Too late now, I guess.

‘!!!!!’is all I get in reply, but it’s enough. Lana approves, at least in theory.

There’s nothing I can say to follow that up, so I stash my phone and sit on the couch, far away from all the carefully placed statement pillows. I put my feet on the corner of my now-elegant coffee table and flip channels on my TV until I find a college football game. I don’t care who’s playing. Football is good.

If I can’t spend the evening with Sage, I just want to do what I’ve done with free autumn Saturdays for years. When I was at university, when I was in med school, when I did my residency, all the time—Saturdays for college ball, and NFL whenever I could find it.

Would Sage be the kind of girlfriend that hates football? I mean, she already told me she’s not into it, but would she resent an afternoon game? A few evenings at home, sitting on the couch?

Also, what am I even doing thinking about Sage as my girlfriend? We’ve already established that I was in middle school when she was born. And even if this turns into some kind of act of dating, she’s probably used to fancy box seats at NFL games. With waiters. Serving expensive seafood.

Instead, she trades for an admittedly nice couch made nicer by Lana’s additions, and a much older guy. With good cheese and sodas from the fridge.

I’m really not selling this, am I?

But I can’t get her out of my head, and she’s definitely acting like she’s interested. So maybe I’ll just send one quick text so she knows she’s on my mind.

‘Thanks for exploring the wonderful world of Vermont dairy farms with me today. I’m excited to see you tomorrow.’

There. Easy. I don’t ask questions, so she doesn’t have to answer. It doesn’t look like I expect anything from her—I just want to be with her.

‘You’re excited? What does that look like? I can’t picture it.’

I didn’t expect her to respond, and I can tell I’m smiling like a fool at the surprise of her message. I guess things are slow at work now.

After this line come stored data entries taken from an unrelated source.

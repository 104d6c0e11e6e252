
use base64::Engine as _;
use base64::engine::general_purpose::STANDARD as BASE64;
use scraper::Html;
use serde::Deserialize;
use std::time::Duration;
use tracing::{debug, info};
use url::Url;

use super::{SourceLoader, provenance_header};
use crate::config::{DomainConfig, WikiSourceConfig};
use crate::{KbError, Result};

const REQUEST_TIMEOUT_SECONDS: u64 = 30;

/// Loads page bodies from a Confluence-compatible wiki via paginated CQL
/// search, stripping the storage-format HTML down to plain text.
pub struct WikiPageLoader {
    config: WikiSourceConfig,
    base_url: Url,
    agent: ureq::Agent,
}

#[derive(Debug, Deserialize)]
struct SearchResponse {
    results: Vec<PageResult>,
}

#[derive(Debug, Deserialize)]
struct PageResult {
    title: String,
    body: Option<PageBody>,
}

#[derive(Debug, Deserialize)]
struct PageBody {
    storage: Option<StorageBody>,
}

#[derive(Debug, Deserialize)]
struct StorageBody {
    value: String,
}

impl WikiPageLoader {
    #[inline]
    pub fn new(config: WikiSourceConfig) -> Result<Self> {
        let base_url = Url::parse(&config.base_url)
            .map_err(|e| KbError::Config(format!("Invalid wiki base URL: {e}")))?;

        let agent = ureq::Agent::config_builder()
            .timeout_global(Some(Duration::from_secs(REQUEST_TIMEOUT_SECONDS)))
            .build()
            .into();

        Ok(Self {
            config,
            base_url,
            agent,
        })
    }

    fn search_url(&self, cql: &str, start: u32, limit: u32) -> Result<Url> {
        let mut url = self
            .base_url
            .join("/rest/api/content/search")
            .map_err(|e| KbError::Loader(format!("Failed to build wiki search URL: {e}")))?;
        url.query_pairs_mut()
            .append_pair("cql", cql)
            .append_pair("start", &start.to_string())
            .append_pair("limit", &limit.to_string())
            .append_pair("expand", "body.storage");
        Ok(url)
    }

    fn get(&self, url: &Url) -> Result<String> {
        let mut request = self.agent.get(url.as_str()).header("Accept", "application/json");

        if let (Some(username), Some(token)) = (&self.config.username, &self.config.api_token) {
            let credentials = BASE64.encode(format!("{username}:{token}"));
            request = request.header("Authorization", &format!("Basic {credentials}"));
        }

        request
            .call()
            .and_then(|mut resp| resp.body_mut().read_to_string())
            .map_err(|e| KbError::Loader(format!("Wiki request to {url} failed: {e}")))
    }

    fn fetch_page_batch(&self, cql: &str, start: u32, limit: u32) -> Result<Vec<PageResult>> {
        let url = self.search_url(cql, start, limit)?;
        debug!("Searching wiki: start={} limit={}", start, limit);

        let body = self.get(&url)?;
        let response: SearchResponse = serde_json::from_str(&body)
            .map_err(|e| KbError::Loader(format!("Failed to parse wiki search response: {e}")))?;

        Ok(response.results)
    }
}

fn build_cql(space: &str, query: Option<&str>) -> String {
    let space = escape_cql(space);
    match query {
        Some(query) if !query.trim().is_empty() => {
            let query = escape_cql(query);
            format!("space = \"{space}\" AND (text ~ \"{query}\" OR title ~ \"{query}\")")
        }
        _ => format!("space = \"{space}\""),
    }
}

fn escape_cql(value: &str) -> String {
    value.replace('\\', "\\\\").replace('"', "\\\"")
}

/// Strip storage-format HTML down to whitespace-normalized plain text.
fn html_to_text(html: &str) -> String {
    let document = Html::parse_document(html);
    let text: Vec<&str> = document.root_element().text().collect();
    text.join(" ").split_whitespace().collect::<Vec<_>>().join(" ")
}

impl SourceLoader for WikiPageLoader {
    #[inline]
    fn name(&self) -> &str {
        "wiki"
    }

    #[inline]
    fn load(&self, domain: &DomainConfig) -> Result<String> {
        let Some(space) = &domain.wiki_space else {
            debug!("Domain '{}' has no wiki space configured", domain.name);
            return Ok(String::new());
        };

        let cql = build_cql(space, domain.wiki_query.as_deref());
        let limit = self.config.page_limit;
        let max_pages = self.config.max_pages as usize;

        let mut output = String::new();
        let mut fetched = 0usize;
        let mut start = 0u32;

        loop {
            let results = self.fetch_page_batch(&cql, start, limit)?;
            let batch_len = results.len();

            for page in results {
                let html = page
                    .body
                    .and_then(|b| b.storage)
                    .map(|s| s.value)
                    .unwrap_or_default();
                let text = html_to_text(&html);
                if text.is_empty() {
                    continue;
                }
                output.push_str(&provenance_header(&format!("Wiki page: {}", page.title)));
                output.push_str(&text);
                output.push_str("\n\n");
            }

            fetched += batch_len;
            if batch_len < limit as usize || fetched >= max_pages {
                break;
            }
            start += limit;
        }

        info!(
            "Loaded {} wiki pages ({} characters) for domain '{}'",
            fetched,
            output.len(),
            domain.name
        );
        Ok(output)
    }
}
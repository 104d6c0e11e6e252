// Embeddings module
// Fixed-window chunking and the Ollama embedding backend client

pub mod chunking;
pub mod ollama;

pub use chunking::{ChunkingConfig, chunk_text};
pub use ollama::{EmbeddingProvider, OllamaEmbedder};
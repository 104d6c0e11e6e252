use super::*;
use wiremock::matchers::{method, path, query_param};
use wiremock::{Mock, MockServer, ResponseTemplate};

fn loader_config() -> GitSourceConfig {
    GitSourceConfig {
        owner: "acme".to_string(),
        repo: "docs".to_string(),
        branch: "main".to_string(),
        token: None,
    }
}

fn mock_loader(server: &MockServer) -> GitMarkdownLoader {
    let api_base = Url::parse(&server.uri()).expect("mock server uri parses");
    GitMarkdownLoader::with_api_base(loader_config(), api_base)
}

fn test_domain(git_paths: &[&str]) -> DomainConfig {
    DomainConfig {
        name: "dispatch".to_string(),
        keywords: Vec::new(),
        git_paths: git_paths.iter().map(|p| (*p).to_string()).collect(),
        wiki_space: None,
        wiki_query: None,
        local_docs_dir: None,
    }
}

#[test]
fn markdown_detection_is_case_insensitive() {
    assert!(is_markdown("docs/README.md"));
    assert!(is_markdown("docs/GUIDE.MD"));
    assert!(is_markdown("docs/notes.markdown"));
    assert!(!is_markdown("docs/diagram.png"));
    assert!(!is_markdown("docs/data.json"));
}

#[test]
fn contents_url_includes_branch_ref() {
    let loader = GitMarkdownLoader::new(loader_config()).expect("loader builds");
    let url = loader
        .contents_url("docs/architecture")
        .expect("url builds");

    assert_eq!(url.path(), "/repos/acme/docs/contents/docs/architecture");
    assert_eq!(url.query(), Some("ref=main"));
}

#[tokio::test(flavor = "multi_thread")]
async fn recursive_walk_collects_markdown_with_provenance() {
    let server = MockServer::start().await;

    Mock::given(method("GET"))
        .and(path("/repos/acme/docs/contents/docs"))
        .and(query_param("ref", "main"))
        .respond_with(ResponseTemplate::new(200).set_body_json(serde_json::json!([
            {
                "path": "docs/overview.md",
                "type": "file",
                "download_url": format!("{}/raw/docs/overview.md", server.uri())
            },
            {
                "path": "docs/guides",
                "type": "dir",
                "download_url": null
            },
            {
                "path": "docs/diagram.png",
                "type": "file",
                "download_url": format!("{}/raw/docs/diagram.png", server.uri())
            }
        ])))
        .mount(&server)
        .await;

    Mock::given(method("GET"))
        .and(path("/repos/acme/docs/contents/docs/guides"))
        .respond_with(ResponseTemplate::new(200).set_body_json(serde_json::json!([
            {
                "path": "docs/guides/setup.md",
                "type": "file",
                "download_url": format!("{}/raw/docs/guides/setup.md", server.uri())
            }
        ])))
        .mount(&server)
        .await;

    Mock::given(method("GET"))
        .and(path("/raw/docs/overview.md"))
        .respond_with(ResponseTemplate::new(200).set_body_string("# Overview\ntop level"))
        .mount(&server)
        .await;

    Mock::given(method("GET"))
        .and(path("/raw/docs/guides/setup.md"))
        .respond_with(ResponseTemplate::new(200).set_body_string("# Setup\nnested"))
        .mount(&server)
        .await;

    let loader = mock_loader(&server);
    let domain = test_domain(&["docs"]);

    let text = tokio::task::spawn_blocking(move || loader.load(&domain))
        .await
        .expect("task completes")
        .expect("load succeeds");

    assert!(text.contains("--- docs/overview.md ---"));
    assert!(text.contains("top level"));
    assert!(text.contains("--- docs/guides/setup.md ---"));
    assert!(text.contains("nested"));
    assert!(!text.contains("diagram.png"));
}

#[tokio::test(flavor = "multi_thread")]
async fn api_failure_surfaces_as_loader_error() {
    let server = MockServer::start().await;
    Mock::given(method("GET"))
        .respond_with(ResponseTemplate::new(500))
        .mount(&server)
        .await;

    let loader = mock_loader(&server);
    let domain = test_domain(&["docs"]);

    let result = tokio::task::spawn_blocking(move || loader.load(&domain))
        .await
        .expect("task completes");

    assert!(matches!(result, Err(crate::KbError::Loader(_))));
}

#[tokio::test(flavor = "multi_thread")]
async fn domain_without_git_paths_loads_nothing() {
    let server = MockServer::start().await;
    let loader = mock_loader(&server);
    let domain = test_domain(&[]);

    let text = tokio::task::spawn_blocking(move || loader.load(&domain))
        .await
        .expect("task completes")
        .expect("load succeeds");

    assert!(text.is_empty());
}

Wait. She can’t picture it?

‘What does that mean?’

‘You’re always so cool. So calm. I can’t imagine you happy-dancing and stuff.’

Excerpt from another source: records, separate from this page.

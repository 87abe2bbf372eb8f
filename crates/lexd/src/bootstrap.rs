//! Server bootstrap orchestration.

use std::io::{self, Read, Write};
use std::sync::Arc;

use ortho_config::{OrthoConfig, OrthoError};
use thiserror::Error;

use lexd_config::{Config, ConfigError};

use crate::dispatch::{DispatchError, Dispatcher, ResponseWriter, SessionSummary};
use crate::handlers::{WordList, default_registry};
use crate::health::HealthReporter;
use crate::registry::MethodRegistry;
use crate::telemetry::{self, TelemetryError, TelemetryHandle};

/// Trait abstracting configuration loading for testability.
pub trait ConfigLoader: Send + Sync {
    /// Loads the server configuration.
    fn load(&self) -> Result<Config, Arc<OrthoError>>;
}

/// Loader that delegates to [`Config::load`].
#[derive(Debug, Default, Clone, Copy)]
pub struct SystemConfigLoader;

impl ConfigLoader for SystemConfigLoader {
    fn load(&self) -> Result<Config, Arc<OrthoError>> {
        Config::load()
    }
}

/// Loader returning a configuration resolved elsewhere.
#[derive(Debug, Clone)]
pub struct StaticConfigLoader {
    config: Config,
}

impl StaticConfigLoader {
    /// Wraps an already resolved configuration.
    #[must_use]
    pub fn new(config: Config) -> Self {
        Self { config }
    }
}

impl ConfigLoader for StaticConfigLoader {
    fn load(&self) -> Result<Config, Arc<OrthoError>> {
        Ok(self.config.clone())
    }
}

/// Errors surfaced during bootstrap.
#[derive(Debug, Error)]
pub enum BootstrapError {
    /// Configuration failed to load.
    #[error("failed to load configuration: {source}")]
    Configuration {
        /// Underlying loader error.
        #[source]
        source: Arc<OrthoError>,
    },
    /// Configuration loaded but holds unusable values.
    #[error("invalid configuration: {source}")]
    InvalidConfiguration {
        /// Validation failure.
        #[source]
        source: ConfigError,
    },
    /// Telemetry initialisation failed.
    #[error("failed to initialise telemetry: {source}")]
    Telemetry {
        /// Underlying telemetry error.
        #[source]
        source: TelemetryError,
    },
}

/// Result of a successful bootstrap invocation.
pub struct Server {
    config: Config,
    registry: Arc<MethodRegistry>,
    telemetry: TelemetryHandle,
    reporter: Arc<dyn HealthReporter>,
}

impl Server {
    /// Accessor for the resolved configuration.
    #[must_use]
    pub fn config(&self) -> &Config {
        &self.config
    }

    /// Handlers answering requests.
    #[must_use]
    pub fn registry(&self) -> &MethodRegistry {
        &self.registry
    }

    /// Accessor for the telemetry handle, primarily useful for testing.
    #[must_use]
    pub fn telemetry(&self) -> TelemetryHandle {
        self.telemetry
    }

    /// Serves requests from `reader` until it reaches end of stream, writing
    /// responses to `writer`.
    ///
    /// # Errors
    ///
    /// Returns [`DispatchError::Io`] when either stream fails.
    pub fn serve<R: Read, W: Write>(
        &self,
        mut reader: R,
        writer: W,
    ) -> Result<SessionSummary, DispatchError> {
        let mut dispatcher =
            Dispatcher::new(Arc::clone(&self.registry), self.config.max_frame_bytes());
        let mut writer = ResponseWriter::new(writer);

        self.reporter.session_started();
        match dispatcher.serve(&mut reader, &mut writer, self.config.read_chunk_bytes()) {
            Ok(summary) => {
                self.reporter.session_finished(&summary);
                Ok(summary)
            }
            Err(error) => {
                self.reporter.session_failed(&error);
                Err(error)
            }
        }
    }

    /// Serves requests from standard input, answering on standard output.
    ///
    /// # Errors
    ///
    /// Returns [`DispatchError::Io`] when either stream fails.
    pub fn serve_stdio(&self) -> Result<SessionSummary, DispatchError> {
        self.serve(io::stdin().lock(), io::stdout().lock())
    }
}

impl std::fmt::Debug for Server {
    fn fmt(&self, formatter: &mut std::fmt::Formatter<'_>) -> std::fmt::Result {
        formatter
            .debug_struct("Server")
            .field("config", &self.config)
            .field("registry", &self.registry)
            .finish_non_exhaustive()
    }
}

/// Bootstraps the server using the supplied collaborators.
///
/// # Errors
///
/// Returns a [`BootstrapError`] when configuration cannot be loaded or
/// validated, or when telemetry cannot be installed. A missing word list is
/// not an error: completion then offers no candidates.
pub fn bootstrap_with(
    loader: &dyn ConfigLoader,
    reporter: Arc<dyn HealthReporter>,
) -> Result<Server, BootstrapError> {
    reporter.bootstrap_starting();

    let config = match loader.load() {
        Ok(config) => config,
        Err(source) => {
            let error = BootstrapError::Configuration { source };
            reporter.bootstrap_failed(&error);
            return Err(error);
        }
    };

    if let Err(source) = config.validate() {
        let error = BootstrapError::InvalidConfiguration { source };
        reporter.bootstrap_failed(&error);
        return Err(error);
    }

    let telemetry = match telemetry::initialise(&config) {
        Ok(handle) => handle,
        Err(source) => {
            let error = BootstrapError::Telemetry { source };
            reporter.bootstrap_failed(&error);
            return Err(error);
        }
    };

    let words = WordList::load_or_empty(config.word_list());
    let registry = Arc::new(default_registry(&words));
    reporter.bootstrap_succeeded(&config);

    Ok(Server {
        config,
        registry,
        telemetry,
        reporter,
    })
}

‘Okay, maybe not happy-dancing. Go one step down in intensity. Big dumb grin. A little clapping. Probably a headstand.’

And wandering around my apartment looking for more surfaces to add fake succulents to.

‘I’m not buying it. You’re too chill for any of that and wait did you just say YOU CAN HEADSTAND? Jealous.’

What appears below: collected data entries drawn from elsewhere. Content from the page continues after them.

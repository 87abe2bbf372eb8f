use serde::{Deserialize, Serialize};
use strum::{Display, EnumString};

/// Supported logging output formats.
///
/// Log records are always written away from stdout, which carries the framed
/// protocol stream.
#[derive(
    Debug, Clone, Copy, Default, Deserialize, Serialize, PartialEq, Eq, EnumString, Display,
)]
#[serde(rename_all = "snake_case")]
#[strum(serialize_all = "snake_case", ascii_case_insensitive)]
pub enum LogFormat {
    /// Structured JSON suitable for ingestion by logging stacks.
    #[default]
    Json,
    /// Human-readable single line output.
    Compact,
}

/// Errors encountered while parsing a [`LogFormat`] from text.
pub type LogFormatParseError = strum::ParseError;
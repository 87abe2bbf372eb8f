//! Errors raised while reading frame headers.

use thiserror::Error;

/// Reasons leading bytes could not start a frame.
///
/// None of these are fatal: the offending bytes are dropped and extraction
/// resumes at the next `Content-Length` line.
#[derive(Debug, Clone, PartialEq, Eq, Error)]
pub enum FrameError {
    /// The header block carried no `Content-Length` line.
    #[error("header block has no Content-Length line")]
    MissingContentLength,
    /// The `Content-Length` value was not a decimal byte count.
    #[error("invalid Content-Length value: {value:?}")]
    InvalidContentLength {
        /// Raw header value.
        value: String,
    },
    /// Bytes that are not header lines sat in front of a `Content-Length`
    /// line.
    #[error("{len} stray bytes before the next header")]
    UnexpectedBytes {
        /// Number of bytes dropped.
        len: usize,
    },
    /// No complete header arrived within `limit` bytes.
    #[error("no complete header within {limit} bytes")]
    HeaderTooLarge {
        /// Header size ceiling.
        limit: usize,
    },
}

impl FrameError {
    /// Creates an invalid length error.
    #[must_use]
    pub fn invalid_content_length(value: impl Into<String>) -> Self {
        Self::InvalidContentLength {
            value: value.into(),
        }
    }
}
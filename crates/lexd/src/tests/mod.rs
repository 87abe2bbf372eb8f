//! Test suites for the server bootstrap.

mod support;
//! Request and response payloads carried inside frames.
//!
//! Requests are parsed leniently: only `id` and `method` are required, and
//! `params` stays an opaque JSON value until a handler decodes it.

use std::fmt;

use serde::{Deserialize, Serialize};
use serde_json::{Number, Value};
use thiserror::Error;

/// Correlation identifier copied from a request into its response.
///
/// Any JSON number is accepted, including integers beyond `i64` and values
/// with a fraction or exponent, and is echoed back as the same number.
#[derive(Debug, Clone, PartialEq, Eq, Hash, Deserialize, Serialize)]
#[serde(untagged)]
pub enum RequestId {
    /// Numeric identifier.
    Number(Number),
    /// String identifier.
    String(String),
}

impl fmt::Display for RequestId {
    fn fmt(&self, formatter: &mut fmt::Formatter<'_>) -> fmt::Result {
        match self {
            Self::Number(value) => write!(formatter, "{value}"),
            Self::String(value) => write!(formatter, "{value:?}"),
        }
    }
}

impl From<i64> for RequestId {
    fn from(value: i64) -> Self {
        Self::Number(value.into())
    }
}

impl From<u64> for RequestId {
    fn from(value: u64) -> Self {
        Self::Number(value.into())
    }
}

impl From<&str> for RequestId {
    fn from(value: &str) -> Self {
        Self::String(value.to_owned())
    }
}

/// A decoded request.
#[derive(Debug, Clone, PartialEq, Deserialize, Serialize)]
pub struct RequestMessage {
    /// Protocol version announced by the client, when present.
    #[serde(default, skip_serializing_if = "Option::is_none")]
    pub jsonrpc: Option<String>,
    /// Identifier echoed in the response.
    pub id: RequestId,
    /// Method name used to select a handler.
    pub method: String,
    /// Handler parameters, opaque to the transport.
    #[serde(default, skip_serializing_if = "Option::is_none")]
    pub params: Option<Value>,
}

impl RequestMessage {
    /// Builds a request without the version marker.
    #[must_use]
    pub fn new(id: impl Into<RequestId>, method: impl Into<String>, params: Option<Value>) -> Self {
        Self {
            jsonrpc: None,
            id: id.into(),
            method: method.into(),
            params,
        }
    }

    /// Parses a frame payload.
    ///
    /// # Errors
    ///
    /// Returns [`MessageError::Empty`] for an empty payload and
    /// [`MessageError::Malformed`] when the payload is not a JSON object with
    /// `id` and `method`.
    pub fn parse(payload: &[u8]) -> Result<Self, MessageError> {
        if payload.iter().all(u8::is_ascii_whitespace) {
            return Err(MessageError::Empty);
        }
        serde_json::from_slice(payload).map_err(MessageError::from)
    }
}

/// A successful response.
#[derive(Debug, Clone, PartialEq, Deserialize, Serialize)]
pub struct ResponseMessage {
    /// Identifier of the originating request.
    pub id: RequestId,
    /// Handler output.
    pub result: Value,
}

impl ResponseMessage {
    /// Pairs a handler result with the request identifier.
    #[must_use]
    pub fn new(id: RequestId, result: Value) -> Self {
        Self { id, result }
    }

    /// Serialises the response as a compact JSON payload.
    ///
    /// # Errors
    ///
    /// Returns an error if the result cannot be serialised.
    pub fn to_payload(&self) -> Result<Vec<u8>, serde_json::Error> {
        serde_json::to_vec(self)
    }
}

/// Reasons a payload could not become a [`RequestMessage`].
#[derive(Debug, Error)]
pub enum MessageError {
    /// The payload held no JSON value.
    #[error("empty request payload")]
    Empty,
    /// The payload was not valid JSON or lacked required fields.
    #[error("malformed request payload: {0}")]
    Malformed(#[from] serde_json::Error),
}
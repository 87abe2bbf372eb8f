//! Structured health reporting for server lifecycle events.

use std::sync::Arc;

use crate::bootstrap::BootstrapError;
use crate::dispatch::{DispatchError, SessionSummary};

use lexd_config::Config;

const HEALTH_TARGET: &str = concat!(env!("CARGO_PKG_NAME"), "::health");

/// Observer trait used to surface lifecycle events to telemetry sinks.
pub trait HealthReporter: Send + Sync {
    /// Invoked before configuration loading begins.
    fn bootstrap_starting(&self);

    /// Invoked after bootstrap completes successfully.
    fn bootstrap_succeeded(&self, config: &Config);

    /// Invoked when bootstrap fails.
    fn bootstrap_failed(&self, error: &BootstrapError);

    /// Invoked before the dispatch loop starts reading input.
    fn session_started(&self);

    /// Invoked when the input stream closes.
    fn session_finished(&self, summary: &SessionSummary);

    /// Invoked when the dispatch loop stops on a stream failure.
    fn session_failed(&self, error: &DispatchError);
}

impl<T> HealthReporter for Arc<T>
where
    T: HealthReporter,
{
    fn bootstrap_starting(&self) {
        (**self).bootstrap_starting();
    }

    fn bootstrap_succeeded(&self, config: &Config) {
        (**self).bootstrap_succeeded(config);
    }

    fn bootstrap_failed(&self, error: &BootstrapError) {
        (**self).bootstrap_failed(error);
    }

    fn session_started(&self) {
        (**self).session_started();
    }

    fn session_finished(&self, summary: &SessionSummary) {
        (**self).session_finished(summary);
    }

    fn session_failed(&self, error: &DispatchError) {
        (**self).session_failed(error);
    }
}

/// Default reporter that records lifecycle events using `tracing`.
#[derive(Debug, Default, Clone, Copy)]
pub struct StructuredHealthReporter;

impl StructuredHealthReporter {
    /// Builds a new reporter.
    #[must_use]
    pub fn new() -> Self {
        Self
    }
}

impl HealthReporter for StructuredHealthReporter {
    fn bootstrap_starting(&self) {
        tracing::info!(
            target: HEALTH_TARGET,
            event = "bootstrap_starting",
            "starting server bootstrap"
        );
    }

    fn bootstrap_succeeded(&self, config: &Config) {
        tracing::info!(
            target: HEALTH_TARGET,
            event = "bootstrap_succeeded",
            log_filter = %config.log_filter(),
            log_format = ?config.log_format(),
            max_frame_bytes = config.max_frame_bytes(),
            word_list = %config.word_list(),
            "server bootstrap completed"
        );
    }

    fn bootstrap_failed(&self, error: &BootstrapError) {
        tracing::error!(
            target: HEALTH_TARGET,
            event = "bootstrap_failed",
            error = %error,
            "server bootstrap failed"
        );
    }

    fn session_started(&self) {
        tracing::info!(
            target: HEALTH_TARGET,
            event = "session_started",
            "serving requests on stdio"
        );
    }

    fn session_finished(&self, summary: &SessionSummary) {
        tracing::info!(
            target: HEALTH_TARGET,
            event = "session_finished",
            dispatched = summary.dispatched,
            dropped = summary.dropped,
            unconsumed_bytes = summary.unconsumed_bytes,
            "session finished"
        );
    }

    fn session_failed(&self, error: &DispatchError) {
        tracing::error!(
            target: HEALTH_TARGET,
            event = "session_failed",
            error = %error,
            "session ended on stream failure"
        );
    }
}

How is she this adorable even over text? I can picture her, holding her phone in both hands, laughing into the screen. I almost wish we were talking instead of texting, but then I wouldn’t have a record of the conversation. I wouldn’t be able to reread her messages later.

‘It’s not impressive, I assure you. Just a holdover talent from my childhood.’

‘Were you the kid who walked on his hands in the playground in third grade to show off for the girls? Tell the truth.’